Selanjutnya pada 2016, Sofyan menunjuk Johannes mengerjakan proyek Riau-1. Alasannya mereka sudah memiliki kandidat mengerjakan PLTU di Jawa.
Padahal, saat itu Peraturan Presiden Nomor 4 Tahun 2016 tentang Percepatan Pembangunan Infrastruktur Ketenagalistrikan yang menugaskan PT PLN menyelenggarakan Pembangunan Infrastruktur Kelistrikan (PIK) belum terbit.
PLTU Riau-1 dengan kapasitas 2x300 MW kemudian diketahui masuk Rencana Umum Penyediaan Tenaga Listrik (RUPTL) PLN.
Johannes meminta anak buahnya siap-siap karena sudah dipastikan Riau-1 milik PT Samantaka.
Sofyan lalu memerintahkan salah satu Direktur PT PLN merealisasikan Power Purchase Agreement (PPA) antara PLN dengan Blackgold Natural Resources (BNR) dan China Huadian Engineering Co (CHEC).

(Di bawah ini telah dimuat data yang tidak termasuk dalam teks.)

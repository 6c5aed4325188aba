use std::env;

use chrono::Duration;
use custodial_tools::WalletConfig;
use log::*;
use offramp_tools::OffRampConfig;
use rand::{distributions::Alphanumeric, thread_rng, Rng};
use xpg_common::Secret;

const DEFAULT_XPG_HOST: &str = "127.0.0.1";
const DEFAULT_XPG_PORT: u16 = 8420;
const DEFAULT_TOKEN_VALIDITY_HOURS: i64 = 24;
const DEFAULT_FIAT_CURRENCY: &str = "NGN";
const DEFAULT_NETWORK: &str = "base";

#[derive(Clone, Debug)]
pub struct ServerConfig {
    pub host: String,
    pub port: u16,
    pub database_url: String,
    pub auth: AuthConfig,
    pub webhook: WebhookConfig,
    /// Fiat currency that off-ramp payouts are quoted and settled in.
    pub fiat_currency: String,
    /// The chain network deposits and withdrawals run on.
    pub network: String,
    pub offramp_config: OffRampConfig,
    pub wallet_config: WalletConfig,
}

#[derive(Clone, Debug)]
pub struct AuthConfig {
    pub jwt_signing_key: Secret<String>,
    pub token_validity: Duration,
}

impl Default for AuthConfig {
    fn default() -> Self {
        Self { jwt_signing_key: Secret::new(String::default()), token_validity: Duration::hours(DEFAULT_TOKEN_VALIDITY_HOURS) }
    }
}

#[derive(Clone, Debug, Default)]
pub struct WebhookConfig {
    pub hmac_secret: Secret<String>,
    /// If false, the deposit webhook will not check HMAC signatures. Only ever disable this in
    /// local development.
    pub hmac_checks: bool,
}

impl Default for ServerConfig {
    fn default() -> Self {
        Self {
            host: DEFAULT_XPG_HOST.to_string(),
            port: DEFAULT_XPG_PORT,
            database_url: String::default(),
            auth: AuthConfig::default(),
            webhook: WebhookConfig::default(),
            fiat_currency: DEFAULT_FIAT_CURRENCY.to_string(),
            network: DEFAULT_NETWORK.to_string(),
            offramp_config: OffRampConfig::default(),
            wallet_config: WalletConfig::default(),
        }
    }
}

impl ServerConfig {
    pub fn new(host: &str, port: u16) -> Self {
        Self { host: host.to_string(), port, ..Default::default() }
    }

    pub fn from_env_or_default() -> Self {
        let host = env::var("XPG_HOST").ok().unwrap_or_else(|| DEFAULT_XPG_HOST.into());
        let port = env::var("XPG_PORT")
            .map(|s| {
                s.parse::<u16>().unwrap_or_else(|e| {
                    error!(
                        "🪛️ {s} is not a valid port for XPG_PORT. {e} Using the default, {DEFAULT_XPG_PORT}, instead."
                    );
                    DEFAULT_XPG_PORT
                })
            })
            .ok()
            .unwrap_or(DEFAULT_XPG_PORT);
        let database_url = env::var("XPG_DATABASE_URL").unwrap_or_else(|_| {
            warn!("🪛️ XPG_DATABASE_URL is not set. Using the default, sqlite://data/xanpay_store.db");
            "sqlite://data/xanpay_store.db".to_string()
        });
        let fiat_currency = env::var("XPG_FIAT_CURRENCY").unwrap_or_else(|_| {
            info!("🪛️ XPG_FIAT_CURRENCY not set. Using {DEFAULT_FIAT_CURRENCY}.");
            DEFAULT_FIAT_CURRENCY.to_string()
        });
        let network = env::var("XPG_NETWORK").unwrap_or_else(|_| {
            info!("🪛️ XPG_NETWORK not set. Using {DEFAULT_NETWORK}.");
            DEFAULT_NETWORK.to_string()
        });
        Self {
            host,
            port,
            database_url,
            auth: AuthConfig::from_env_or_default(),
            webhook: WebhookConfig::from_env_or_default(),
            fiat_currency,
            network,
            offramp_config: OffRampConfig::new_from_env_or_default(),
            wallet_config: WalletConfig::new_from_env_or_default(),
        }
    }
}

impl AuthConfig {
    pub fn from_env_or_default() -> Self {
        let jwt_signing_key = env::var("XPG_JWT_SIGNING_KEY").map(Secret::new).unwrap_or_else(|_| {
            warn!(
                "🪛️ XPG_JWT_SIGNING_KEY is not set. Generating a random signing key. Sessions will NOT survive a \
                 server restart."
            );
            Secret::new(random_key())
        });
        let token_validity = env::var("XPG_JWT_VALIDITY_HOURS")
            .ok()
            .and_then(|v| v.parse::<i64>().ok())
            .map(Duration::hours)
            .unwrap_or_else(|| Duration::hours(DEFAULT_TOKEN_VALIDITY_HOURS));
        Self { jwt_signing_key, token_validity }
    }
}

impl WebhookConfig {
    pub fn from_env_or_default() -> Self {
        let hmac_secret = env::var("XPG_WEBHOOK_HMAC_SECRET").map(Secret::new).unwrap_or_else(|_| {
            warn!(
                "🪛️ XPG_WEBHOOK_HMAC_SECRET is not set. Generating a random secret. Incoming deposit webhooks will \
                 fail signature checks until this is configured."
            );
            Secret::new(random_key())
        });
        let hmac_checks = env::var("XPG_WEBHOOK_HMAC_CHECKS")
            .map(|v| !matches!(v.trim().to_lowercase().as_str(), "false" | "none" | "0" | "off"))
            .unwrap_or(true);
        if !hmac_checks {
            warn!("🪛️ Webhook HMAC checks are DISABLED. Only do this in local development.");
        }
        Self { hmac_secret, hmac_checks }
    }
}

fn random_key() -> String {
    thread_rng().sample_iter(&Alphanumeric).take(64).map(char::from).collect()
}
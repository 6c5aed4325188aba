use std::{env, env::VarError};

/// There's no real CLI for the server, so just do quick 'n dirty
pub fn handle_command_line_args() -> bool {
    let has_cli_args = env::args().count() > 1;
    if has_cli_args {
        // We don't expect any CLI args, so always print the help
        display_readme();
        display_envs();
    }
    has_cli_args
}

fn display_readme() {
    const README: &str = include_str!("./cli-help.txt");
    println!("\n{README}\n");
}

fn display_envs() {
    // Be explicit about which envars to print, so as to avoid accidentally exposing secrets
    const DISPLAY_ENVS: [&str; 11] = [
        "RUST_LOG",
        "XPG_HOST",
        "XPG_PORT",
        "XPG_DATABASE_URL",
        "XPG_FIAT_CURRENCY",
        "XPG_NETWORK",
        "XPG_JWT_VALIDITY_HOURS",
        "XPG_WEBHOOK_HMAC_CHECKS",
        "XPG_OFFRAMP_URL",
        "XPG_WALLET_URL",
        "XPG_WALLET_ID",
    ];

    println!("Current environment values (EXCLUDING variables that contain secrets):");
    DISPLAY_ENVS.iter().for_each(|&name| {
        let val = match env::var(name) {
            Ok(s) => s,
            Err(VarError::NotPresent) => "Not set".into(),
            Err(VarError::NotUnicode(s)) => format!("Invalid value: {}", s.to_string_lossy()),
        };
        println!("  {name:<35} {val:<15}");
    })
}
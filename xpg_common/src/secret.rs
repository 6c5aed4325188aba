use std::{
    fmt,
    fmt::{Debug, Display},
};

/// A wrapper that keeps credentials out of logs. `Debug` and `Display` render `****`; the value
/// is only accessible via [`Secret::reveal`].
#[derive(Clone, Default)]
pub struct Secret<T>
where T: Clone + Default
{
    value: T,
}

impl<T: Clone + Default> Secret<T> {
    pub fn new(value: T) -> Self {
        Self { value }
    }

    pub fn reveal(&self) -> &T {
        &self.value
    }
}

impl<T: Clone + Default> Debug for Secret<T> {
    fn fmt(&self, f: &mut fmt::Formatter<'_>) -> fmt::Result {
        f.write_str("****")
    }
}

impl<T: Clone + Default> Display for Secret<T> {
    fn fmt(&self, f: &mut fmt::Formatter<'_>) -> fmt::Result {
        f.write_str("****")
    }
}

Sofyan akhirnya ditetapkan sebagai tersangka. Penetapan tersangka merupakan pengembangan penyidikan Eni, Johannes, dan Idrus Marham yang telah divonis.
Eni dihukum enam tahun penjara, Kotjo 4,5 tahun penjara dan Idrus Marham 3 tahun penjara.
Sofyan dijerat Pasal 12 huruf a atau b atau Pasal 11 Undang-Undang Nomor 31 Tahun 1999 sebagaimana telah dlubah dengan Undang-Undang Nomor 20 Tahun 2001 tentang Pemberantasan Tindak Pidana Korupsi juncto Pasal 55 ayat (1) ke-1 KUHP atau Pasal 56 ayat (2) KUHP Juncto Pasal 64 ayat (1) KUHP. (Tribun Network/ham)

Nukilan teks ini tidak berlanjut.